BMJ Open Respiratory Research (Oct 2024)
Estimating rate of lung function change using clinical spirometry data
Abstract
Rationale In chronic obstructive pulmonary disease (COPD), accurately estimating lung function from electronic health record (EHR) data would be beneficial but requires addressing complexities in clinically obtained testing. This study compared analytic methods for estimating rate of forced expiratory volume in one second (FEV1) change from EHR data.Methods We estimated rate of FEV1 change in patients with COPD from a single centre who had ≥3 outpatient tests spanning at least 1 year. Estimates were calculated as both an absolute mL/year and a relative %/year using non-regressive (Total Change, Average Change) and regressive (Quantile, RANSAC, Huber) methods. We compared distributions of the estimates across methods focusing on extreme values.
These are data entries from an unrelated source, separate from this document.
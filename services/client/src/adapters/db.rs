//! services/client/src/adapters/db.rs
//!
//! This module contains the database adapter, which is the concrete implementation
//! of the `DataService` port from the `core` crate. It handles all interactions
//! with the PostgreSQL database using `sqlx`.

use async_trait::async_trait;
use chrono::{DateTime, Utc};
use docuchat_core::domain::{Citation, Document, DocumentStatus, Message, MessageRole, Project};
use docuchat_core::ports::{DataService, NewDocument, NewMessage, PortError, PortResult};
use sqlx::{FromRow, PgPool};
use uuid::Uuid;

//=========================================================================================
// The Main Adapter Struct
//=========================================================================================

/// A database adapter that implements the `DataService` port.
#[derive(Clone)]
pub struct SqlDataAdapter {
    pool: PgPool,
}

impl SqlDataAdapter {
    /// Creates a new `SqlDataAdapter`.
    pub fn new(pool: PgPool) -> Self {
        Self { pool }
    }

    /// A helper function to run database migrations at startup.
    pub async fn run_migrations(&self) -> Result<(), sqlx::Error> {
        sqlx::migrate!("./migrations").run(&self.pool).await?;
        Ok(())
    }
}

fn unexpected(e: sqlx::Error) -> PortError {
    PortError::Unexpected(e.to_string())
}

//=========================================================================================
// "Impure" Database Record Structs
//=========================================================================================

#[derive(FromRow)]
struct ProjectRecord {
    id: Uuid,
    name: String,
    description: Option<String>,
    created_at: DateTime<Utc>,
    updated_at: DateTime<Utc>,
}
impl ProjectRecord {
    fn to_domain(self) -> Project {
        Project {
            id: self.id,
            name: self.name,
            description: self.description,
            created_at: self.created_at,
            updated_at: self.updated_at,
        }
    }
}

#[derive(FromRow)]
struct DocumentRecord {
    id: Uuid,
    project_id: Uuid,
    name: String,
    size: i64,
    media_type: String,
    status: String,
    uploaded_at: DateTime<Utc>,
    storage_path: Option<String>,
}
impl DocumentRecord {
    fn to_domain(self) -> PortResult<Document> {
        let status = DocumentStatus::parse(&self.status).ok_or_else(|| {
            PortError::Unexpected(format!("Unknown document status '{}'", self.status))
        })?;
        Ok(Document {
            id: self.id,
            project_id: self.project_id,
            name: self.name,
            size: self.size,
            media_type: self.media_type,
            status,
            uploaded_at: self.uploaded_at,
            storage_path: self.storage_path,
        })
    }
}

#[derive(FromRow)]
struct MessageRecord {
    id: Uuid,
    project_id: Uuid,
    role: String,
    content: String,
    created_at: DateTime<Utc>,
    citation_document: Option<String>,
    citation_page: Option<i32>,
}
impl MessageRecord {
    fn to_domain(self) -> PortResult<Message> {
        let role = MessageRole::parse(&self.role)
            .ok_or_else(|| PortError::Unexpected(format!("Unknown message role '{}'", self.role)))?;
        let citation = self.citation_document.map(|document| Citation {
            document,
            page: self.citation_page,
        });
        Ok(Message {
            id: self.id,
            project_id: self.project_id,
            role,
            content: self.content,
            created_at: self.created_at,
            citation,
        })
    }
}

//=========================================================================================
// `DataService` Trait Implementation
//=========================================================================================

#[async_trait]
impl DataService for SqlDataAdapter {
    async fn list_projects(&self, owner: Uuid) -> PortResult<Vec<Project>> {
        let records = sqlx::query_as::<_, ProjectRecord>(
            "SELECT id, name, description, created_at, updated_at \
             FROM projects WHERE user_id = $1 ORDER BY created_at DESC",
        )
        .bind(owner)
        .fetch_all(&self.pool)
        .await
        .map_err(unexpected)?;

        Ok(records.into_iter().map(|r| r.to_domain()).collect())
    }

    async fn insert_project(
        &self,
        owner: Uuid,
        name: &str,
        description: Option<&str>,
    ) -> PortResult<Project> {
        let record = sqlx::query_as::<_, ProjectRecord>(
            "INSERT INTO projects (user_id, name, description) VALUES ($1, $2, $3) \
             RETURNING id, name, description, created_at, updated_at",
        )
        .bind(owner)
        .bind(name)
        .bind(description)
        .fetch_one(&self.pool)
        .await
        .map_err(unexpected)?;

        Ok(record.to_domain())
    }

    async fn delete_project(&self, id: Uuid) -> PortResult<()> {
        sqlx::query("DELETE FROM projects WHERE id = $1")
            .bind(id)
            .execute(&self.pool)
            .await
            .map_err(unexpected)?;
        Ok(())
    }

    async fn list_documents(&self, project_id: Uuid) -> PortResult<Vec<Document>> {
        let records = sqlx::query_as::<_, DocumentRecord>(
            "SELECT id, project_id, name, size, media_type, status, uploaded_at, storage_path \
             FROM documents WHERE project_id = $1 ORDER BY uploaded_at DESC",
        )
        .bind(project_id)
        .fetch_all(&self.pool)
        .await
        .map_err(unexpected)?;

        records.into_iter().map(|r| r.to_domain()).collect()
    }

    async fn insert_document(&self, document: NewDocument) -> PortResult<Document> {
        let record = sqlx::query_as::<_, DocumentRecord>(
            "INSERT INTO documents (project_id, name, size, media_type, status, storage_path) \
             VALUES ($1, $2, $3, $4, $5, $6) \
             RETURNING id, project_id, name, size, media_type, status, uploaded_at, storage_path",
        )
        .bind(document.project_id)
        .bind(&document.name)
        .bind(document.size)
        .bind(&document.media_type)
        .bind(document.status.as_str())
        .bind(&document.storage_path)
        .fetch_one(&self.pool)
        .await
        .map_err(unexpected)?;

        record.to_domain()
    }

    async fn update_document_status(&self, id: Uuid, status: DocumentStatus) -> PortResult<()> {
        let result = sqlx::query("UPDATE documents SET status = $1 WHERE id = $2")
            .bind(status.as_str())
            .bind(id)
            .execute(&self.pool)
            .await
            .map_err(unexpected)?;

        if result.rows_affected() == 0 {
            return Err(PortError::NotFound(format!("Document {} not found", id)));
        }
        Ok(())
    }

    async fn delete_document(&self, id: Uuid) -> PortResult<()> {
        sqlx::query("DELETE FROM documents WHERE id = $1")
            .bind(id)
            .execute(&self.pool)
            .await
            .map_err(unexpected)?;
        Ok(())
    }

    async fn list_messages(&self, project_id: Uuid) -> PortResult<Vec<Message>> {
        let records = sqlx::query_as::<_, MessageRecord>(
            "SELECT id, project_id, role, content, created_at, citation_document, citation_page \
             FROM messages WHERE project_id = $1 ORDER BY created_at ASC",
        )
        .bind(project_id)
        .fetch_all(&self.pool)
        .await
        .map_err(unexpected)?;

        records.into_iter().map(|r| r.to_domain()).collect()
    }

    async fn insert_message(&self, message: NewMessage) -> PortResult<Message> {
        let (citation_document, citation_page) = match &message.citation {
            Some(citation) => (Some(citation.document.as_str()), citation.page),
            None => (None, None),
        };

        let record = sqlx::query_as::<_, MessageRecord>(
            "INSERT INTO messages (project_id, role, content, citation_document, citation_page) \
             VALUES ($1, $2, $3, $4, $5) \
             RETURNING id, project_id, role, content, created_at, citation_document, citation_page",
        )
        .bind(message.project_id)
        .bind(message.role.as_str())
        .bind(&message.content)
        .bind(citation_document)
        .bind(citation_page)
        .fetch_one(&self.pool)
        .await
        .map_err(unexpected)?;

        record.to_domain()
    }
}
Univariate zero-inflated negative binomial regressions tested associations between estimates and all-cause or COPD hospitalisations. Results were validated in an external cohort.Results Among 1417 participants, median rate of change was approximately −30 mL/year or −2%/year. Non-regressive methods frequently generated erroneous estimates due to outlier first measurements or short intervals between tests. Average change yielded the most extreme estimates (minimum=−3761 mL/year), while regressive methods, and Huber specifically, minimised extreme estimates. Huber, Total Change and Quantile FEV1 slope estimates were associated with all-cause hospitalisations (Huber incidence rate ratio 0.98, 95% CI 0.97 to 0.99, p<0.001). Huber estimates were also associated with smoking status, comorbidities and prior hospitalisations. Similar results were identified in an external validation cohort.Conclusions Using EHR data to estimate FEV1 rate of change is clinically applicable but sensitive to challenges intrinsic to clinically obtained data. While no analytic method will fully overcome these complexities, we identified Huber regression as useful in defining an individual’s lung function change using EHR data.